Section 84-304 was amended in 1985 by Legislative Bill 29, Laws 1985, Second Spec. Sess., to authorize the Auditor of Public Accounts to contract for the performance of audits of political subdivision and charge the costs of the audit to the political subdivision. The legislative history reflects that the Legislature reduced funding of the office of the Auditor of Public Accounts for conducting audits of political subdivisions. To makeup for the funding shortfall, the Auditor of Public Accounts was authorized to charge the political subdivision amounts sufficient to pay the cost of the audit. INTRODUCER'S STATEMENT OF INTENT; Summary of Purpose and/or Changes, COMMITTEE STATEMENT, LB 29. We believe the interpretation of the Auditor regarding amounts charged for audits is consistent with the legislative intent.




You indicate that the practice of your office in charging direct costs was also the practice and policy of the previous Auditor of Public Accounts. It is significant that the Auditor of Public Accounts is the executive officer of the state charged with the responsibility for examination of political subdivisions and for establishing minimum audit standards for those purposes. In construing statutes, the courts appropriately accord deference to interpretation and application of legislative acts by administrative agencies and officers charged with enforcement of the statutory provisions and the interpretations are entitled to weight.

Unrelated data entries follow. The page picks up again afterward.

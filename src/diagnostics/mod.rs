//! Ordered per-context timelines of start/end markers for SDK operations.
//!
//! Markers are recorded through a [`MarkerBuilder`] obtained by selecting a context:
//!
//! ```
//! # use statsig_resilience::Diagnostics;
//! let diagnostics = Diagnostics::new();
//! diagnostics.initialize().download_config_specs().network_request().start().mark();
//! diagnostics
//!     .initialize()
//!     .download_config_specs()
//!     .network_request()
//!     .end()
//!     .success(true)
//!     .status_code(200)
//!     .mark();
//!
//! assert_eq!(diagnostics.timeline(statsig_resilience::DiagnosticsContext::Initialize).len(), 2);
//! ```
use std::sync::{Arc, RwLock, RwLockReadGuard, RwLockWriteGuard};

use serde::{Deserialize, Serialize};

use crate::output_logger::{LogCrateLogger, OutputLogger, Process};

mod messages;

pub(crate) use messages::status_message;

#[derive(Debug, Clone, Copy, PartialEq, Eq, Hash, Serialize, Deserialize)]
#[serde(rename_all = "snake_case")]
pub enum DiagnosticsContext {
    Initialize,
    ConfigSync,
    /// Calls into the public evaluation API, instrumented by the error boundary.
    ApiCall,
}

impl DiagnosticsContext {
    /// Process status lines of this context are attributed to. `None` for contexts that do not
    /// emit status lines.
    pub fn process(self) -> Option<Process> {
        match self {
            DiagnosticsContext::Initialize => Some(Process::Initialize),
            DiagnosticsContext::ConfigSync => Some(Process::Sync),
            DiagnosticsContext::ApiCall => None,
        }
    }
}

#[derive(Debug, Clone, Copy, PartialEq, Eq, Hash, Serialize, Deserialize)]
#[serde(rename_all = "snake_case")]
pub enum DiagnosticsKey {
    DownloadConfigSpecs,
    Bootstrap,
    GetIdListSources,
    GetIdList,
    Overall,
    DataStoreConfigSpecs,
    CheckGate,
    GetConfig,
    GetLayer,
}

#[derive(Debug, Clone, Copy, PartialEq, Eq, Hash, Serialize, Deserialize)]
#[serde(rename_all = "snake_case")]
pub enum DiagnosticsStep {
    NetworkRequest,
    Fetch,
    Process,
}

#[derive(Debug, Clone, Copy, PartialEq, Eq, Hash, Serialize, Deserialize)]
#[serde(rename_all = "snake_case")]
pub enum DiagnosticsAction {
    Start,
    End,
}

/// Optional marker details. A missing tag is not the same as `false` or `0`.
#[derive(Debug, Clone, Default, PartialEq, Eq, Serialize, Deserialize)]
#[serde(rename_all = "camelCase")]
pub struct Tags {
    #[serde(skip_serializing_if = "Option::is_none")]
    pub success: Option<bool>,
    #[serde(skip_serializing_if = "Option::is_none")]
    pub status_code: Option<u16>,
    #[serde(skip_serializing_if = "Option::is_none")]
    pub sdk_region: Option<String>,
    #[serde(skip_serializing_if = "Option::is_none")]
    pub id_list_count: Option<usize>,
    #[serde(skip_serializing_if = "Option::is_none")]
    pub url: Option<String>,
}

/// A single timestamped observation.
#[derive(Debug, Clone, PartialEq, Eq, Serialize, Deserialize)]
pub struct Marker {
    #[serde(skip_serializing_if = "Option::is_none")]
    pub key: Option<DiagnosticsKey>,
    #[serde(skip_serializing_if = "Option::is_none")]
    pub step: Option<DiagnosticsStep>,
    #[serde(skip_serializing_if = "Option::is_none")]
    pub action: Option<DiagnosticsAction>,
    /// Milliseconds since Unix epoch at the moment the marker was recorded.
    pub timestamp: i64,
    #[serde(flatten)]
    pub tags: Tags,
}

/// Copy of a timeline, as transmitted to the telemetry backend.
#[derive(Debug, Clone, PartialEq, Eq, Serialize, Deserialize)]
pub struct DiagnosticsSnapshot {
    pub context: DiagnosticsContext,
    pub markers: Vec<Marker>,
}

/// Append-only list of markers for one context.
pub struct DiagnosticsTimeline {
    context: DiagnosticsContext,
    markers: RwLock<Vec<Marker>>,
}

impl DiagnosticsTimeline {
    fn new(context: DiagnosticsContext) -> DiagnosticsTimeline {
        DiagnosticsTimeline {
            context,
            markers: RwLock::new(Vec::new()),
        }
    }

    pub fn context(&self) -> DiagnosticsContext {
        self.context
    }

    pub fn len(&self) -> usize {
        self.read().len()
    }

    pub fn is_empty(&self) -> bool {
        self.read().is_empty()
    }

    /// Snapshot of the timeline. Later appends do not affect the returned value.
    pub fn serialize(&self) -> DiagnosticsSnapshot {
        DiagnosticsSnapshot {
            context: self.context,
            markers: self.read().clone(),
        }
    }

    /// Drop all markers recorded so far.
    pub fn clear_markers(&self) {
        self.write().clear();
    }

    fn push(&self, marker: Marker) {
        self.write().push(marker);
    }

    // Markers are plain data, so a writer panicking mid-push cannot leave the vector in a state
    // worth refusing to read. Recovering the guard keeps diagnostics from ever crashing the host.
    fn read(&self) -> RwLockReadGuard<'_, Vec<Marker>> {
        self.markers.read().unwrap_or_else(|err| err.into_inner())
    }

    fn write(&self) -> RwLockWriteGuard<'_, Vec<Marker>> {
        self.markers.write().unwrap_or_else(|err| err.into_inner())
    }
}

/// Diagnostics of one SDK instance: one independent timeline per [`DiagnosticsContext`].
pub struct Diagnostics {
    initialize: DiagnosticsTimeline,
    config_sync: DiagnosticsTimeline,
    api_call: DiagnosticsTimeline,
    logger: Arc<dyn OutputLogger + Send + Sync>,
}

impl Diagnostics {
    /// Create empty diagnostics that log status lines through the [`log`] crate.
    pub fn new() -> Diagnostics {
        Diagnostics::with_logger(Arc::new(LogCrateLogger))
    }

    pub(crate) fn with_logger(logger: Arc<dyn OutputLogger + Send + Sync>) -> Diagnostics {
        Diagnostics {
            initialize: DiagnosticsTimeline::new(DiagnosticsContext::Initialize),
            config_sync: DiagnosticsTimeline::new(DiagnosticsContext::ConfigSync),
            api_call: DiagnosticsTimeline::new(DiagnosticsContext::ApiCall),
            logger,
        }
    }

    pub fn timeline(&self, context: DiagnosticsContext) -> &DiagnosticsTimeline {
        match context {
            DiagnosticsContext::Initialize => &self.initialize,
            DiagnosticsContext::ConfigSync => &self.config_sync,
            DiagnosticsContext::ApiCall => &self.api_call,
        }
    }

    /// Start building a marker for `context`.
    pub fn marker(&self, context: DiagnosticsContext) -> MarkerBuilder<'_> {
        MarkerBuilder {
            diagnostics: self,
            context,
            key: None,
            step: None,
            action: None,
            tags: Tags::default(),
        }
    }

    pub fn initialize(&self) -> MarkerBuilder<'_> {
        self.marker(DiagnosticsContext::Initialize)
    }

    pub fn config_sync(&self) -> MarkerBuilder<'_> {
        self.marker(DiagnosticsContext::ConfigSync)
    }

    pub fn api_call(&self) -> MarkerBuilder<'_> {
        self.marker(DiagnosticsContext::ApiCall)
    }

    /// Record a marker in a single call.
    pub fn record(
        &self,
        context: DiagnosticsContext,
        key: DiagnosticsKey,
        step: Option<DiagnosticsStep>,
        action: DiagnosticsAction,
        tags: Tags,
    ) {
        MarkerBuilder {
            diagnostics: self,
            context,
            key: Some(key),
            step,
            action: Some(action),
            tags,
        }
        .mark();
    }

    /// Snapshots of every timeline.
    pub fn serialize_all(&self) -> Vec<DiagnosticsSnapshot> {
        [&self.initialize, &self.config_sync, &self.api_call]
            .into_iter()
            .map(DiagnosticsTimeline::serialize)
            .collect()
    }
}

impl Default for Diagnostics {
    fn default() -> Diagnostics {
        Diagnostics::new()
    }
}

/// A marker under construction. Nothing is recorded until [`MarkerBuilder::mark`] is called.
#[must_use = "markers are only recorded by calling `mark()`"]
pub struct MarkerBuilder<'a> {
    diagnostics: &'a Diagnostics,
    context: DiagnosticsContext,
    key: Option<DiagnosticsKey>,
    step: Option<DiagnosticsStep>,
    action: Option<DiagnosticsAction>,
    tags: Tags,
}

impl<'a> MarkerBuilder<'a> {
    pub fn key(mut self, key: DiagnosticsKey) -> Self {
        self.key = Some(key);
        self
    }

    pub fn download_config_specs(self) -> Self {
        self.key(DiagnosticsKey::DownloadConfigSpecs)
    }

    pub fn bootstrap(self) -> Self {
        self.key(DiagnosticsKey::Bootstrap)
    }

    pub fn get_id_list_sources(self) -> Self {
        self.key(DiagnosticsKey::GetIdListSources)
    }

    pub fn get_id_list(self) -> Self {
        self.key(DiagnosticsKey::GetIdList)
    }

    pub fn overall(self) -> Self {
        self.key(DiagnosticsKey::Overall)
    }

    pub fn data_store_config_specs(self) -> Self {
        self.key(DiagnosticsKey::DataStoreConfigSpecs)
    }

    pub fn step(mut self, step: DiagnosticsStep) -> Self {
        self.step = Some(step);
        self
    }

    pub fn network_request(self) -> Self {
        self.step(DiagnosticsStep::NetworkRequest)
    }

    pub fn fetch(self) -> Self {
        self.step(DiagnosticsStep::Fetch)
    }

    pub fn process(self) -> Self {
        self.step(DiagnosticsStep::Process)
    }

    pub fn start(mut self) -> Self {
        self.action = Some(DiagnosticsAction::Start);
        self
    }

    pub fn end(mut self) -> Self {
        self.action = Some(DiagnosticsAction::End);
        self
    }

    pub fn success(mut self, success: bool) -> Self {
        self.tags.success = Some(success);
        self
    }

    pub fn status_code(mut self, status_code: u16) -> Self {
        self.tags.status_code = Some(status_code);
        self
    }

    pub fn sdk_region(mut self, sdk_region: impl Into<String>) -> Self {
        self.tags.sdk_region = Some(sdk_region.into());
        self
    }

    pub fn id_list_count(mut self, id_list_count: usize) -> Self {
        self.tags.id_list_count = Some(id_list_count);
        self
    }

    pub fn url(mut self, url: impl Into<String>) -> Self {
        self.tags.url = Some(url.into());
        self
    }

    /// Timestamp the marker and append it to its context's timeline.
    pub fn mark(self) {
        let marker = Marker {
            key: self.key,
            step: self.step,
            action: self.action,
            timestamp: chrono::Utc::now().timestamp_millis(),
            tags: self.tags,
        };

        let message = match (marker.key, marker.action) {
            (Some(key), Some(action)) => {
                status_message(key, marker.step, action, marker.tags.success)
            }
            _ => None,
        };

        self.diagnostics.timeline(self.context).push(marker);

        if let (Some(process), Some(message)) = (self.context.process(), message) {
            self.diagnostics.logger.log_step(process, message);
        }
    }
}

Vulcraft v. Karnes, 229 Neb. 676, 428 N.W.2d 505 (1988); ATS Mobil Tel., Inc. v. Curtin Call Communications, Inc., 194 Neb. 404, 232 N.W.2d 248 (1975). Accordingly, a reasonable construction of the statutory provisions by the Officer charged with implementation of the provisions is entitled to deference.

You also inquire whether "cost recovery" clauses should be included in agreements used by your office in contracting with political subdivisions for the performance of audit examinations. By cost recovery clause, we understand you mean a contract provision that generally provides that fees to be charged shall be an amount sufficient to pay the cost of the audit. This question is a practical drafting question and we advise that contract provisions should be utilized which serve to state the amounts to be charged as specifically as possible. We are mindful that certain contracts that included a cost recovery clause have previously resulted in some confusion and controversy as to the amount of fees charged. While a cost recovery clause generally comports with the provisions of section 84-304, the language is open-ended and political subdivisions cannot ascertain the fee amounts to recover costs of the audit with any degree of certainty.

An elementary rule governing contracts is that there be a "meeting of the minds" of the contracting parties and contractual provisions must be understood by both parties to be enforceable. Moore v. National Development of Omaha, Inc., 176 Neb. 25, 125 N.W.2d 9 (1963). Accordingly, we recommend that cost recovery clauses not be included in letter agreements used by your office. The current practice of stating the amount of fee in specific estimated dollar amounts in agreements should be continued. Statutory intent is complied with since estimated fees are based on directly-related costs of the audit. It is our conclusion that fee amounts to be charged should be stated as specifically as possible to facilitate construction and enforcement of the contracts.